§ **Available records**
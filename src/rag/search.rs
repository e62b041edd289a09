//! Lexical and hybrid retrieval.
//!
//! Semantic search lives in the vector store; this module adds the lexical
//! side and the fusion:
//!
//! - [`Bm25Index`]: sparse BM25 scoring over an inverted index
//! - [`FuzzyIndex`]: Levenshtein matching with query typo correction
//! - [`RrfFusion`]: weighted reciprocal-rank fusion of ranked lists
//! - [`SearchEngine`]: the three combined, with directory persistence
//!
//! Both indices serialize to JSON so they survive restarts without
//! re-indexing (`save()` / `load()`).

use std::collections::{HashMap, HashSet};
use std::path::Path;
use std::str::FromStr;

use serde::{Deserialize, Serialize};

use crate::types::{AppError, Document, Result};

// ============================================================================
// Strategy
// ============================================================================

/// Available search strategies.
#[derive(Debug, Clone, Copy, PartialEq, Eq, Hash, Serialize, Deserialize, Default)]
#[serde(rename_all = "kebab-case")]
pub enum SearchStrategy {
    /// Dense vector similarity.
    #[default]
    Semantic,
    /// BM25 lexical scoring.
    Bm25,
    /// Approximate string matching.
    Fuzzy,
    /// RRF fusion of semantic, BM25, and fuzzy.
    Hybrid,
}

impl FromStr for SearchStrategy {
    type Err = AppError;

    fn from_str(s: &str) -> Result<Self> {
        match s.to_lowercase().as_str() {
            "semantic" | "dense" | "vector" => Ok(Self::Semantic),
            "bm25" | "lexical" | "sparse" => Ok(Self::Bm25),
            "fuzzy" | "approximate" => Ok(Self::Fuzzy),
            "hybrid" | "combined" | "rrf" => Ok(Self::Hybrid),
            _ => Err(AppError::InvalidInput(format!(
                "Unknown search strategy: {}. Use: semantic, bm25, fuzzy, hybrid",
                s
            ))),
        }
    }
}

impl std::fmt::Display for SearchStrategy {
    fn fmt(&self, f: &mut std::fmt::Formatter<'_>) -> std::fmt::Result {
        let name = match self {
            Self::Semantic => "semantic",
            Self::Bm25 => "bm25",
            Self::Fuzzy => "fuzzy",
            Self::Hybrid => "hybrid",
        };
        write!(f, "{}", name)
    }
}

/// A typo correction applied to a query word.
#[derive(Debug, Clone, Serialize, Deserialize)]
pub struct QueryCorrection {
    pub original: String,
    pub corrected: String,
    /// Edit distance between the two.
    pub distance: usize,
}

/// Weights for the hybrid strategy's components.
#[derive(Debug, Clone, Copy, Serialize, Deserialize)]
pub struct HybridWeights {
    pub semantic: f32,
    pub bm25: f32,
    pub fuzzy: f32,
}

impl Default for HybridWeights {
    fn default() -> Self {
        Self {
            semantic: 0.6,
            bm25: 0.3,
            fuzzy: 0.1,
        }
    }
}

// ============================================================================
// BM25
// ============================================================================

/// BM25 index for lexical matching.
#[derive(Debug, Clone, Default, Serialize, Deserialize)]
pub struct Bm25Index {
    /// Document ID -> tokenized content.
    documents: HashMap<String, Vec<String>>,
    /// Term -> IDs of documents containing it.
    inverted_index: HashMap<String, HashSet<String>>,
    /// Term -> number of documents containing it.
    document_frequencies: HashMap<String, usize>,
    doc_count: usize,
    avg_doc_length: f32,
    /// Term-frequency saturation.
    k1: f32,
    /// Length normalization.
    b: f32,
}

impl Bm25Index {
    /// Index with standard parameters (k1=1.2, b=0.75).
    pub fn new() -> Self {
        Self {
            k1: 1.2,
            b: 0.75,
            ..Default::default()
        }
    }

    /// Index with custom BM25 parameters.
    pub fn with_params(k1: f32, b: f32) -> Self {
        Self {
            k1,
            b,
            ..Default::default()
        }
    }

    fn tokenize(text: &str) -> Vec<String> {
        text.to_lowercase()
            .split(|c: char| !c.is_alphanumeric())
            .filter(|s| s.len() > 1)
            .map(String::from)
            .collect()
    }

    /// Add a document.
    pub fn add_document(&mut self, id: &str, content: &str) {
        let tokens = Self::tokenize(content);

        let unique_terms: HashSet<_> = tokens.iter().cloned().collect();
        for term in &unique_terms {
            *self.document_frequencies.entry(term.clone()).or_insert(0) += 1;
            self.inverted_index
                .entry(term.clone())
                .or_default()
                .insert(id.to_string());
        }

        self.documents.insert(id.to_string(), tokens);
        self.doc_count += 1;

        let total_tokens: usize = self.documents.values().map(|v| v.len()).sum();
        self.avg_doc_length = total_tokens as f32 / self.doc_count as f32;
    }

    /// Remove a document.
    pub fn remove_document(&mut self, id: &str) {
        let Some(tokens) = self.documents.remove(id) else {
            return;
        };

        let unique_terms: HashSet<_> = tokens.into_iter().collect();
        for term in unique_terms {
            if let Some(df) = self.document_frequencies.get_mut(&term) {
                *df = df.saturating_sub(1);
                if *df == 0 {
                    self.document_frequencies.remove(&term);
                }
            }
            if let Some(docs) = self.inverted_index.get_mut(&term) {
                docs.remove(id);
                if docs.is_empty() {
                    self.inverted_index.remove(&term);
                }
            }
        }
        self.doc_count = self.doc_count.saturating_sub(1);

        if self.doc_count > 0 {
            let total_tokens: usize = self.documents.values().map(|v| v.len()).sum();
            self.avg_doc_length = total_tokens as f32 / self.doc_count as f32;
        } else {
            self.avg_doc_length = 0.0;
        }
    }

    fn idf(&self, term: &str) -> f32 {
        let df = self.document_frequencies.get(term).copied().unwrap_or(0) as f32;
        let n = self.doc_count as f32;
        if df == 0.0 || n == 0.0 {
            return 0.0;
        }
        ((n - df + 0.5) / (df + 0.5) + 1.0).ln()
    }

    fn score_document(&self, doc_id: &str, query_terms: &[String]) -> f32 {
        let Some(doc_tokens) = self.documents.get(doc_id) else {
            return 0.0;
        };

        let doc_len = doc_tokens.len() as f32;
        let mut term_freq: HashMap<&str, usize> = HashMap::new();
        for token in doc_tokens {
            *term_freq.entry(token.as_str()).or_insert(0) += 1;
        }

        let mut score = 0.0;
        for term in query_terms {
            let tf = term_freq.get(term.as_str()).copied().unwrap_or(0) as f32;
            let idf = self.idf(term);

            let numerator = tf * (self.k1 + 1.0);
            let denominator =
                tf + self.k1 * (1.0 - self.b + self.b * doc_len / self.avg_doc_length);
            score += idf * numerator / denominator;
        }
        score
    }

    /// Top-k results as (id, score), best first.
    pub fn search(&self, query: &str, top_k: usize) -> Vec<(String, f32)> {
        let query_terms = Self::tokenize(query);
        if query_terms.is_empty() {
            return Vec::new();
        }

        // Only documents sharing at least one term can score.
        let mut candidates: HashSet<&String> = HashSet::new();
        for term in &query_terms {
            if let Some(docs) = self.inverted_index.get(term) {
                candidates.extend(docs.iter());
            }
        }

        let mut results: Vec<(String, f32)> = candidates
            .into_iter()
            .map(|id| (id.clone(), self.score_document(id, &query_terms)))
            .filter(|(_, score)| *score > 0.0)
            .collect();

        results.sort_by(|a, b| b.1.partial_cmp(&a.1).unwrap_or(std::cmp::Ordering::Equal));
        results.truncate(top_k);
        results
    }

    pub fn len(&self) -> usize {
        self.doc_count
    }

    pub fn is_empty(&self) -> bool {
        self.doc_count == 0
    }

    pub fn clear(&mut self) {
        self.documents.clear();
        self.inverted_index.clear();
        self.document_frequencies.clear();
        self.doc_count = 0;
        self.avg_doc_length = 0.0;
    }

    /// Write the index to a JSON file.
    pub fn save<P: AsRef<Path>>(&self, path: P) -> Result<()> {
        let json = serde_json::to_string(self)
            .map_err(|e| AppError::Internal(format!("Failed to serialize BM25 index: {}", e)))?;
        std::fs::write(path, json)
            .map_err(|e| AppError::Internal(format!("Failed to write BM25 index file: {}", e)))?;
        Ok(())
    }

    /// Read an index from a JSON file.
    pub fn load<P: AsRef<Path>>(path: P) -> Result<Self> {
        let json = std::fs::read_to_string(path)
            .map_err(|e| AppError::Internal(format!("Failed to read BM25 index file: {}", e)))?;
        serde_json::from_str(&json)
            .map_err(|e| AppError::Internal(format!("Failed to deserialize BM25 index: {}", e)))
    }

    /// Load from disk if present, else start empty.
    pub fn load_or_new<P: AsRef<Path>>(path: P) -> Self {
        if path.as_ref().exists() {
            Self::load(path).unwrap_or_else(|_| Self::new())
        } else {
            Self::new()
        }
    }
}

---

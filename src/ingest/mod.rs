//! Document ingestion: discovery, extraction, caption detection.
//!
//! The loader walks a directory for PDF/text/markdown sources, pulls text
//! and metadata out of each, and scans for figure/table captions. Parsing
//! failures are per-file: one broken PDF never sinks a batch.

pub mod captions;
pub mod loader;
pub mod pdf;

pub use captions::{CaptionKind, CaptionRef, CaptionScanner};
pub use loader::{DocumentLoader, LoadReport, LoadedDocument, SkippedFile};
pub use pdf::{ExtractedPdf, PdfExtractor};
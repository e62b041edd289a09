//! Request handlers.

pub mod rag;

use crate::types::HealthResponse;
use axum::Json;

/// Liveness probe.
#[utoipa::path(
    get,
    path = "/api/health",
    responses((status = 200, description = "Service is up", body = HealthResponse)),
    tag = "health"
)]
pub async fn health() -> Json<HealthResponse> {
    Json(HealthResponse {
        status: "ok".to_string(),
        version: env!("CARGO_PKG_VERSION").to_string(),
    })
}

* * *

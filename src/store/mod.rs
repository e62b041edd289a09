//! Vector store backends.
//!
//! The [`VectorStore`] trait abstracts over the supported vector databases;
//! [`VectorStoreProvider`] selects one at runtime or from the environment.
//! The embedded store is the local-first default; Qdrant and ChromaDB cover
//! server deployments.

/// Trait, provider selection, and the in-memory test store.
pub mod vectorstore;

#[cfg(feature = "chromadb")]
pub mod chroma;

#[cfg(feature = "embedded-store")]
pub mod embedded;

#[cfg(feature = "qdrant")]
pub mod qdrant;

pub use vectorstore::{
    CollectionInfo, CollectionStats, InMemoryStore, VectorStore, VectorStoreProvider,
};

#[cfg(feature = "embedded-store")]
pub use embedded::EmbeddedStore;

§ **What to work on**
Using the data above, print exactly the lines from the line that contains "filename src/rag/search.rs" through the line that contains "survive restarts without", with both included.

§ **Your response**
filename src/rag/search.rs
repository e62b041edd289a09
//! Lexical and hybrid retrieval.
//!
//! Semantic search lives in the vector store; this module adds the lexical
//! side and the fusion:
//!
//! - [`Bm25Index`]: sparse BM25 scoring over an inverted index
//! - [`FuzzyIndex`]: Levenshtein matching with query typo correction
//! - [`RrfFusion`]: weighted reciprocal-rank fusion of ranked lists
//! - [`SearchEngine`]: the three combined, with directory persistence
//!
//! Both indices serialize to JSON so they survive restarts without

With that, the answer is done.